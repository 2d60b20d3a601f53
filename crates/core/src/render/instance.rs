use std::time::Instant;

use super::{FrameInfo, FrameResult, LoadResult, RenderBackend, RenderSettings};
use crate::drawloop::DebugLevel;
use crate::tempo::{build_tick_table, SharedTickTable, TickTable};
use crate::Result;

/// Owns one song's tick table and the backend that draws it.
///
/// Rendering is stateless apart from the table: the same time always yields
/// the same frame.
pub struct SongRenderInstance {
    settings: RenderSettings,
    table: SharedTickTable,
    backend: Box<dyn RenderBackend>,
    size: (u32, u32),
    pending_resize: Option<(u32, u32)>,
    last_load: LoadResult,
}

impl SongRenderInstance {
    pub fn new(backend: Box<dyn RenderBackend>) -> Self {
        Self {
            settings: RenderSettings::default(),
            table: SharedTickTable::new(TickTable::empty()),
            backend,
            size: (0, 0),
            pending_resize: None,
            last_load: LoadResult::default(),
        }
    }

    pub fn backend_name(&self) -> &'static str {
        self.backend.name()
    }

    pub fn settings(&self) -> &RenderSettings {
        &self.settings
    }

    /// Handle to the published table; stays valid across rebuilds.
    pub fn table(&self) -> SharedTickTable {
        self.table.clone()
    }

    pub fn last_load(&self) -> LoadResult {
        self.last_load
    }

    /// Rebuilds the tick table from `settings` and publishes it.
    ///
    /// A corrupt song publishes an empty table instead of failing: the
    /// visualiser shows nothing rather than guessing.
    pub fn update_data(&mut self, settings: RenderSettings) -> Result<LoadResult> {
        let started = Instant::now();
        let table = match build_tick_table(settings.song.as_ref(), settings.loop_count.max(1)) {
            Ok(table) => table,
            Err(err) => {
                tracing::warn!(%err, "song cannot be played, rendering nothing");
                TickTable::empty()
            }
        };
        let song_length = table.song_length();
        self.table.publish(table)?;
        self.settings = settings;
        self.last_load = LoadResult {
            song_length,
            load_time: started.elapsed().as_secs_f64() * 1000.0,
        };
        tracing::debug!(
            song_length,
            load_time_ms = self.last_load.load_time,
            "tick table rebuilt"
        );
        Ok(self.last_load)
    }

    /// Applied at the start of the next draw.
    pub fn resize(&mut self, width: u32, height: u32) {
        self.pending_resize = Some((width, height));
    }

    pub fn draw(&mut self, time: f64, playing: bool, debug: DebugLevel) -> Result<FrameResult> {
        let started = Instant::now();
        if let Some((width, height)) = self.pending_resize.take() {
            self.backend.resize(width, height);
            self.size = (width, height);
        }
        let table = self.table.load()?;
        let position = table.position(time);
        let frame = FrameInfo {
            playing,
            debug,
            width: self.size.0,
            height: self.size.1,
        };
        self.backend.draw(&position, &frame)?;

        let mut debug_text = Vec::new();
        if debug == DebugLevel::Detailed {
            debug_text.push(format!(
                "Tick: {:.2} (bar {}, beat {})",
                position.tick,
                position.bar + 1,
                position.beat + 1
            ));
            debug_text.push(format!(
                "Keyframes: {} / song length {:.2}s",
                table.keyframes().len(),
                table.song_length()
            ));
            debug_text.extend(self.backend.debug_text());
        }
        Ok(FrameResult {
            render_time: started.elapsed().as_secs_f64() * 1000.0,
            debug_text,
        })
    }
}

impl std::fmt::Debug for SongRenderInstance {
    fn fmt(&self, f: &mut std::fmt::Formatter<'_>) -> std::fmt::Result {
        f.debug_struct("SongRenderInstance")
            .field("backend", &self.backend.name())
            .field("loop_count", &self.settings.loop_count)
            .field("size", &self.size)
            .field("last_load", &self.last_load)
            .finish()
    }
}

#[cfg(test)]
mod tests {
    use super::*;
    use crate::render::HeadlessBackend;
    use crate::song::Song;

    fn instance() -> SongRenderInstance {
        SongRenderInstance::new(Box::new(HeadlessBackend::new()))
    }

    #[test]
    fn update_data_reports_song_length() {
        let mut instance = instance();
        let song = Song::new(4.0, 4, 4, 2);
        let load = instance
            .update_data(RenderSettings::new(Some(song), 1))
            .unwrap();
        assert_eq!(load.song_length, 8.0);
        assert!(load.load_time >= 0.0);
        assert_eq!(instance.table().load().unwrap().keyframes().len(), 2);
    }

    #[test]
    fn corrupt_song_publishes_empty_table() {
        let mut instance = instance();
        let mut song = Song::new(4.0, 4, 4, 2);
        song.tick_speed = -1.0;
        let load = instance
            .update_data(RenderSettings::new(Some(song), 1))
            .unwrap();
        assert_eq!(load.song_length, 0.0);
        assert!(instance.table().load().unwrap().is_empty());
    }

    #[test]
    fn draw_collects_text_only_when_detailed() {
        let mut instance = instance();
        instance
            .update_data(RenderSettings::new(Some(Song::new(4.0, 4, 4, 1)), 1))
            .unwrap();
        let quiet = instance.draw(2.0, true, DebugLevel::Basic).unwrap();
        assert!(quiet.debug_text.is_empty());
        let detailed = instance.draw(2.0, true, DebugLevel::Detailed).unwrap();
        assert_eq!(detailed.debug_text[0], "Tick: 8.00 (bar 1, beat 3)");
        assert!(detailed
            .debug_text
            .iter()
            .any(|line| line == "Headless frames: 2"));
    }

    #[test]
    fn resize_waits_for_next_draw() {
        let mut instance = instance();
        instance.resize(640, 480);
        assert_eq!(instance.size, (0, 0));
        instance.draw(0.0, false, DebugLevel::Off).unwrap();
        assert_eq!(instance.size, (640, 480));
    }
}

- _EXERCISE_:
Quote the records from their first line to the line with "pub struct SongRenderInstance", inclusive, without adding or dropping anything.

- _WRITTEN SOLUTION_:
repository 2d60b20d3a601f53
filename crates/core/src/render/instance.rs
use std::time::Instant;

use super::{FrameInfo, FrameResult, LoadResult, RenderBackend, RenderSettings};
use crate::drawloop::DebugLevel;
use crate::tempo::{build_tick_table, SharedTickTable, TickTable};
use crate::Result;

/// Owns one song's tick table and the backend that draws it.
///
/// Rendering is stateless apart from the table: the same time always yields
/// the same frame.
pub struct SongRenderInstance {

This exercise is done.